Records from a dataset

-------

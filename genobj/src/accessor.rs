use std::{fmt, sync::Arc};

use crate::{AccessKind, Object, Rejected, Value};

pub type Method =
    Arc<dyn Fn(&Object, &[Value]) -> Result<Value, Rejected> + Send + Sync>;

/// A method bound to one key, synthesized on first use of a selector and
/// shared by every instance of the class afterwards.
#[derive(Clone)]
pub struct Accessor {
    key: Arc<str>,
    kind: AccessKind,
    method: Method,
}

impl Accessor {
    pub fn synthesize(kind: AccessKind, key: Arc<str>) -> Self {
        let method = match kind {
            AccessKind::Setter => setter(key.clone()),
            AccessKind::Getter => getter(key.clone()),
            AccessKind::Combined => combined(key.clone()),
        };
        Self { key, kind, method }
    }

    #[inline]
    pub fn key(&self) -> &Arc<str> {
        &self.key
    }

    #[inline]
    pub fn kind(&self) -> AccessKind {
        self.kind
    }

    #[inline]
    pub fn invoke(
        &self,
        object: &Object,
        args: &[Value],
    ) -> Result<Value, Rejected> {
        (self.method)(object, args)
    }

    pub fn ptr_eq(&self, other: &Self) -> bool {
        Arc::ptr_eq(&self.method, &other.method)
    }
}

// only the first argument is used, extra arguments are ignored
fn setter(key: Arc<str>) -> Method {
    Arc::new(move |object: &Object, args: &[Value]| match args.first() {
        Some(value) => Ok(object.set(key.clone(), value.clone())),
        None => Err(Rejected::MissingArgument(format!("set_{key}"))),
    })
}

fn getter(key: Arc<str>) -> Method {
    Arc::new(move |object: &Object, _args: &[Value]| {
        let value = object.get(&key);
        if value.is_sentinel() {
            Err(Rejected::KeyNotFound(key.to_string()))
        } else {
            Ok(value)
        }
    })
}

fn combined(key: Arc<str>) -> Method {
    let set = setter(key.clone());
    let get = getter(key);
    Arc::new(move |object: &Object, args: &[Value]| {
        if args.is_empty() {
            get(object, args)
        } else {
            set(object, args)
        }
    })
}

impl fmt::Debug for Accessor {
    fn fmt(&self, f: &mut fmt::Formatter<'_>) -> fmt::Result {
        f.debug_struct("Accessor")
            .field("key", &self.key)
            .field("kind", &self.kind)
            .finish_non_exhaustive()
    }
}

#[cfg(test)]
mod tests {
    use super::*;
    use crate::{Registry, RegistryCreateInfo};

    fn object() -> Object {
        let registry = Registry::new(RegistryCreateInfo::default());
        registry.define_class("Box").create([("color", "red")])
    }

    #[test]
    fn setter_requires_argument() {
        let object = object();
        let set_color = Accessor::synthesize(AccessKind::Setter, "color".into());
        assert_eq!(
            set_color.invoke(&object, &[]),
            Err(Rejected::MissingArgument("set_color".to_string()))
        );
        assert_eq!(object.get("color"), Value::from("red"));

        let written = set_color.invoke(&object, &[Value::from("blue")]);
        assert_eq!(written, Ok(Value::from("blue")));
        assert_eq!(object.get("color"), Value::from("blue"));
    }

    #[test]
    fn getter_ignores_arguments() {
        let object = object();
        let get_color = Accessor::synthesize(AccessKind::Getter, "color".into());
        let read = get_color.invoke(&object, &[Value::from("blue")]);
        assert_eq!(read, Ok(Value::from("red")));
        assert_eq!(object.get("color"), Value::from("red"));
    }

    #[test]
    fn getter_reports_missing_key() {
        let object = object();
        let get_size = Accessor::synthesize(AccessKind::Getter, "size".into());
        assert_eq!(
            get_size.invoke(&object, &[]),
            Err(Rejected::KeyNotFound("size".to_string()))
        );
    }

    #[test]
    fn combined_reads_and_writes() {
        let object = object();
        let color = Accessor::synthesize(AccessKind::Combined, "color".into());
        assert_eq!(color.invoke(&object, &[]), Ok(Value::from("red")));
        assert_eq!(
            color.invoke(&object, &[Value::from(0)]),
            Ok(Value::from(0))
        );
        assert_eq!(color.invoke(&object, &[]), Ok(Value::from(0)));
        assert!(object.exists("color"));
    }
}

-------

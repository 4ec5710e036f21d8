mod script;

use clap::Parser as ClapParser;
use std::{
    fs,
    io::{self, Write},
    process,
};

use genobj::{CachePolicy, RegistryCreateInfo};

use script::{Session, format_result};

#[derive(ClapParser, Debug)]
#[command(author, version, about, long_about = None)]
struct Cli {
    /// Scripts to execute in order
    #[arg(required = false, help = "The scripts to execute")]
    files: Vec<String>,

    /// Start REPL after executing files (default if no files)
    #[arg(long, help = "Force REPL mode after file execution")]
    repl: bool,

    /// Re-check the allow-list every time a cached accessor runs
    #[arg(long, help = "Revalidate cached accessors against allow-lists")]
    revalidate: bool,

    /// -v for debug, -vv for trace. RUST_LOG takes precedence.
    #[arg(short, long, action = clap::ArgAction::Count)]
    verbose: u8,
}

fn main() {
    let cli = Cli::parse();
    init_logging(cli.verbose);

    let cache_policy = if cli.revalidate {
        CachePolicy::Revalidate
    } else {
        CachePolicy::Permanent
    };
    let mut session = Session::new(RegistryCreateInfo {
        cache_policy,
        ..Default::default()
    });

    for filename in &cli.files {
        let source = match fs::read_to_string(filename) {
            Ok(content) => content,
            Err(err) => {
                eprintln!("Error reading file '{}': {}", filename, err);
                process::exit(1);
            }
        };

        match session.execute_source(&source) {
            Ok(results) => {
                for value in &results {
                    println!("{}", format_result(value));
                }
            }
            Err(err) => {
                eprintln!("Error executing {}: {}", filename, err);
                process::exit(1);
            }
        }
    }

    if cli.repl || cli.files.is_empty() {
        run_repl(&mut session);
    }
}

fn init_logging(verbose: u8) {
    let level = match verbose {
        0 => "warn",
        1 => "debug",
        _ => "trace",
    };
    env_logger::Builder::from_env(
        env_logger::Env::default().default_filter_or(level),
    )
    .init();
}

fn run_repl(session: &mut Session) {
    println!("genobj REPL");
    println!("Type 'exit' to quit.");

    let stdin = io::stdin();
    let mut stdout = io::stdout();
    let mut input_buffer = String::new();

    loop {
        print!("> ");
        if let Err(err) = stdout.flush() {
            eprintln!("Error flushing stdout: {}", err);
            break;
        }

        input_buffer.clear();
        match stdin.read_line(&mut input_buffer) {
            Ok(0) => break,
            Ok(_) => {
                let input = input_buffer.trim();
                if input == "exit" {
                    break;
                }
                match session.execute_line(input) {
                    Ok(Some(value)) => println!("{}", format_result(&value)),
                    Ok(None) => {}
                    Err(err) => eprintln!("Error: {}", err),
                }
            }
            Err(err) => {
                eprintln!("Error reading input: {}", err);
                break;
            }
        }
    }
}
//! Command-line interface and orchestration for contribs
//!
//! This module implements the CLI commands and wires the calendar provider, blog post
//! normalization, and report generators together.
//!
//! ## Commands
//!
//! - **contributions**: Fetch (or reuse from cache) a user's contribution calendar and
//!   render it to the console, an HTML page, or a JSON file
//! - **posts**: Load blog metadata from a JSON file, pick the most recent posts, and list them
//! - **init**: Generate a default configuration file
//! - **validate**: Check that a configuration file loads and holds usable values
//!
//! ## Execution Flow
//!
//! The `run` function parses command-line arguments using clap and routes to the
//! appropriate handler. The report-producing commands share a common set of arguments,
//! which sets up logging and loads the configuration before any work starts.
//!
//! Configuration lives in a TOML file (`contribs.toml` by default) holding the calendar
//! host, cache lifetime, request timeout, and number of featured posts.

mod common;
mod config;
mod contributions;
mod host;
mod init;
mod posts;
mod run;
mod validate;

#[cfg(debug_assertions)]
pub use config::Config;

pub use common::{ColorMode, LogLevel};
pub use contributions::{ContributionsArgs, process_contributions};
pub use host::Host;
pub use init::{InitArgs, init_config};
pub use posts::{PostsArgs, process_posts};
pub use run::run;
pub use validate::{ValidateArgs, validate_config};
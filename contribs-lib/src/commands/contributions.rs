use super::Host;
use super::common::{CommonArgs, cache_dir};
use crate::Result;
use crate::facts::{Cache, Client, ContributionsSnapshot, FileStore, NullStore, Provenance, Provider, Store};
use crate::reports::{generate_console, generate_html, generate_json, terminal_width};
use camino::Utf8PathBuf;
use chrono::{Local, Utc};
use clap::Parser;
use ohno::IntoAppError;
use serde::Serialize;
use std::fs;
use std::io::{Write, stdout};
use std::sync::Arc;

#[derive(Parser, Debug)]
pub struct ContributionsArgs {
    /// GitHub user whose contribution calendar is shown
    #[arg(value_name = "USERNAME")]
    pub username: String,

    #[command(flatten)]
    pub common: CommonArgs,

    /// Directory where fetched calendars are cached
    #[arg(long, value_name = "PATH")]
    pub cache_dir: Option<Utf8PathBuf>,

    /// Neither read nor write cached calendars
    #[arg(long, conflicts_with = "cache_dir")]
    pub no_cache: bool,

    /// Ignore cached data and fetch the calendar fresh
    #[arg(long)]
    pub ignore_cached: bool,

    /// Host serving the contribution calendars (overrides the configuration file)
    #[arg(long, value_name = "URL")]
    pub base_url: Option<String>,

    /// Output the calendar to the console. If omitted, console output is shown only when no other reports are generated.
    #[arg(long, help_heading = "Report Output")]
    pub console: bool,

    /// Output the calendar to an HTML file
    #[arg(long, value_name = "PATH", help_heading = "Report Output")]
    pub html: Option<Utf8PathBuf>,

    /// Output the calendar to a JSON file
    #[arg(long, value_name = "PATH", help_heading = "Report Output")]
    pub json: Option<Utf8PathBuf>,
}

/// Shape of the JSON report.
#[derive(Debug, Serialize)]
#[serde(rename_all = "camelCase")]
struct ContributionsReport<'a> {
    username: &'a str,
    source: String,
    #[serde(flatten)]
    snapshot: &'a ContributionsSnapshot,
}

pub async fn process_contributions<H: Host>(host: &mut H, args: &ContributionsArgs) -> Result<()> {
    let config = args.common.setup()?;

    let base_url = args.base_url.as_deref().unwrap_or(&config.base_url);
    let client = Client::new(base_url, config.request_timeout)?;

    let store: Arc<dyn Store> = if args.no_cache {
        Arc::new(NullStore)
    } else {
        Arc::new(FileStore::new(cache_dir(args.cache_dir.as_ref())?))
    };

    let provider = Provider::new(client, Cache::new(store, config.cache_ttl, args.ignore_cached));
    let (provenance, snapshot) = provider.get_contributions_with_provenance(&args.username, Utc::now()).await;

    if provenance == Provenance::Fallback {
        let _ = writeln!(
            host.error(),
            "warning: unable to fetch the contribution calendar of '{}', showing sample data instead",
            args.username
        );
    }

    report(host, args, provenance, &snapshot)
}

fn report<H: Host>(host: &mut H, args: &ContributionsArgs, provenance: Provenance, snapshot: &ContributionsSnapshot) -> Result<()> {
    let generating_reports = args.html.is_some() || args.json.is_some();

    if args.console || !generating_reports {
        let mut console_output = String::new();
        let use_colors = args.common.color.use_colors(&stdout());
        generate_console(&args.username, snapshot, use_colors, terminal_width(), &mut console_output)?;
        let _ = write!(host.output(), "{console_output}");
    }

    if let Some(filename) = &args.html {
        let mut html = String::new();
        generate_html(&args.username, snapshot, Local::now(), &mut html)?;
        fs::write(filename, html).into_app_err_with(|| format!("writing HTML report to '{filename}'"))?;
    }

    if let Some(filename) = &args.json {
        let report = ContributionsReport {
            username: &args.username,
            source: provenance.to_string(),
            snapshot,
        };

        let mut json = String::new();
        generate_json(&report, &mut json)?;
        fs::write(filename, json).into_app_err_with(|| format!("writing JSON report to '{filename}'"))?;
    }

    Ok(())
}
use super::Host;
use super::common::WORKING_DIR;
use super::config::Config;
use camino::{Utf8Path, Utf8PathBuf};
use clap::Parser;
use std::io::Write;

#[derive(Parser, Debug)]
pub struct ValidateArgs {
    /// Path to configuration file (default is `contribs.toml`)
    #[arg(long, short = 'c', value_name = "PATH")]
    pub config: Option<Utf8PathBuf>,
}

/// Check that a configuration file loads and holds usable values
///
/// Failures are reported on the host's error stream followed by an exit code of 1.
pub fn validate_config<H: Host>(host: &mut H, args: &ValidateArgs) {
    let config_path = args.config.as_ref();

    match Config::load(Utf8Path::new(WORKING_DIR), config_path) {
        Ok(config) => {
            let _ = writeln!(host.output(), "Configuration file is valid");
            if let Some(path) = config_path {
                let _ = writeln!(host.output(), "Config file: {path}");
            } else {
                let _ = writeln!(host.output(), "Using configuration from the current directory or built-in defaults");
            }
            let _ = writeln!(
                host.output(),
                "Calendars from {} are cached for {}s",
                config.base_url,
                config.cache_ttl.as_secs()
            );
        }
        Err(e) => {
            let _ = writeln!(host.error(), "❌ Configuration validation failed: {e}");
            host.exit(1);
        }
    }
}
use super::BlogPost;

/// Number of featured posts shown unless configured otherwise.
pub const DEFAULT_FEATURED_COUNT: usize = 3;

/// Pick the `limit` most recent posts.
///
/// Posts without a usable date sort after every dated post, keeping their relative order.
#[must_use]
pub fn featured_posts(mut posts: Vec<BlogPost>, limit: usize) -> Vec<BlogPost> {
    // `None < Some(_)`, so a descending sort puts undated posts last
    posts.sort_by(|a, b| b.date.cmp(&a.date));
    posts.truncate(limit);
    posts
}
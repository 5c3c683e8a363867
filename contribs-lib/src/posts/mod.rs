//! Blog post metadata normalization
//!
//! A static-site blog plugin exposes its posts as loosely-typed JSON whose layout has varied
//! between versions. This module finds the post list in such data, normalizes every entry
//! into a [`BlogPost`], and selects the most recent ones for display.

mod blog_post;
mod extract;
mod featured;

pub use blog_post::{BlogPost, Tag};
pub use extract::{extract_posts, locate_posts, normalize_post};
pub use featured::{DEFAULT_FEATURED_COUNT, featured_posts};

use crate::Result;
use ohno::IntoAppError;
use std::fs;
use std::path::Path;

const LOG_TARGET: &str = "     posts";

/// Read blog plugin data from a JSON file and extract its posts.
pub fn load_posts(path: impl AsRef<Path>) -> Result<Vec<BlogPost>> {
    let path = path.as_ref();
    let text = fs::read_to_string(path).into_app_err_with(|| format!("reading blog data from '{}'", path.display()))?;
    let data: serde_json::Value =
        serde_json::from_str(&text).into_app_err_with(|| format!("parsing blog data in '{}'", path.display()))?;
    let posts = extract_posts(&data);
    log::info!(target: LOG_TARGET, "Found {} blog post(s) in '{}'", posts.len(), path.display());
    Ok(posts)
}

-------

> [WHAT TO WORK ON] Whenever a line above contains "blue", copy that line.

> [ANSWER BELOW]
        let written = set_color.invoke(&object, &[Value::from("blue")]);
        assert_eq!(written, Ok(Value::from("blue")));
        assert_eq!(object.get("color"), Value::from("blue"));
        let read = get_color.invoke(&object, &[Value::from("blue")]);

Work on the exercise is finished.